------ Data extracts
//! Configuration error types

use thiserror::Error;

/// Errors that can occur during configuration loading
#[derive(Debug, Error)]
pub enum ConfigError {
    #[error("Configuration loading failed: {0}")]
    LoadError(#[from] config::ConfigError),

    #[error("Validation failed: {0}")]
    ValidationFailed(#[from] ValidationError),
}

/// Errors that can occur during configuration validation
#[derive(Debug, Error, PartialEq, Eq)]
pub enum ValidationError {
    #[error("Required configuration missing: {0}")]
    MissingRequired(&'static str),

    #[error("Invalid port number")]
    InvalidPort,

    #[error("Invalid socket address: {0}")]
    InvalidSocketAddr(String),

    #[error("Invalid timeout for {0}")]
    InvalidTimeout(&'static str),

    #[error("Invalid log format (expected `json` or `pretty`)")]
    InvalidLogFormat,

    #[error("Invalid database URL format")]
    InvalidDatabaseUrl,

    #[error("Pool min_connections exceeds max_connections")]
    InvalidPoolSize,

    #[error("Pool size exceeds maximum allowed (100)")]
    PoolSizeTooLarge,

    #[error("Unauthenticated webhooks are only allowed in development")]
    UnauthenticatedOutsideDevelopment,

    #[error("Provider API base URL must use HTTPS outside development")]
    ProviderUrlMustBeHttps,

    #[error("Invalid value for {0}")]
    InvalidValue(&'static str),
}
------------
**Your task**
Write the material above out in full, exactly as it reads.

**Exercise solution**
//! Configuration error types

use thiserror::Error;

/// Errors that can occur during configuration loading
#[derive(Debug, Error)]
pub enum ConfigError {
    #[error("Configuration loading failed: {0}")]
    LoadError(#[from] config::ConfigError),

    #[error("Validation failed: {0}")]
    ValidationFailed(#[from] ValidationError),
}

/// Errors that can occur during configuration validation
#[derive(Debug, Error, PartialEq, Eq)]
pub enum ValidationError {
    #[error("Required configuration missing: {0}")]
    MissingRequired(&'static str),

    #[error("Invalid port number")]
    InvalidPort,

    #[error("Invalid socket address: {0}")]
    InvalidSocketAddr(String),

    #[error("Invalid timeout for {0}")]
    InvalidTimeout(&'static str),

    #[error("Invalid log format (expected `json` or `pretty`)")]
    InvalidLogFormat,

    #[error("Invalid database URL format")]
    InvalidDatabaseUrl,

    #[error("Pool min_connections exceeds max_connections")]
    InvalidPoolSize,

    #[error("Pool size exceeds maximum allowed (100)")]
    PoolSizeTooLarge,

    #[error("Unauthenticated webhooks are only allowed in development")]
    UnauthenticatedOutsideDevelopment,

    #[error("Provider API base URL must use HTTPS outside development")]
    ProviderUrlMustBeHttps,

    #[error("Invalid value for {0}")]
    InvalidValue(&'static str),
}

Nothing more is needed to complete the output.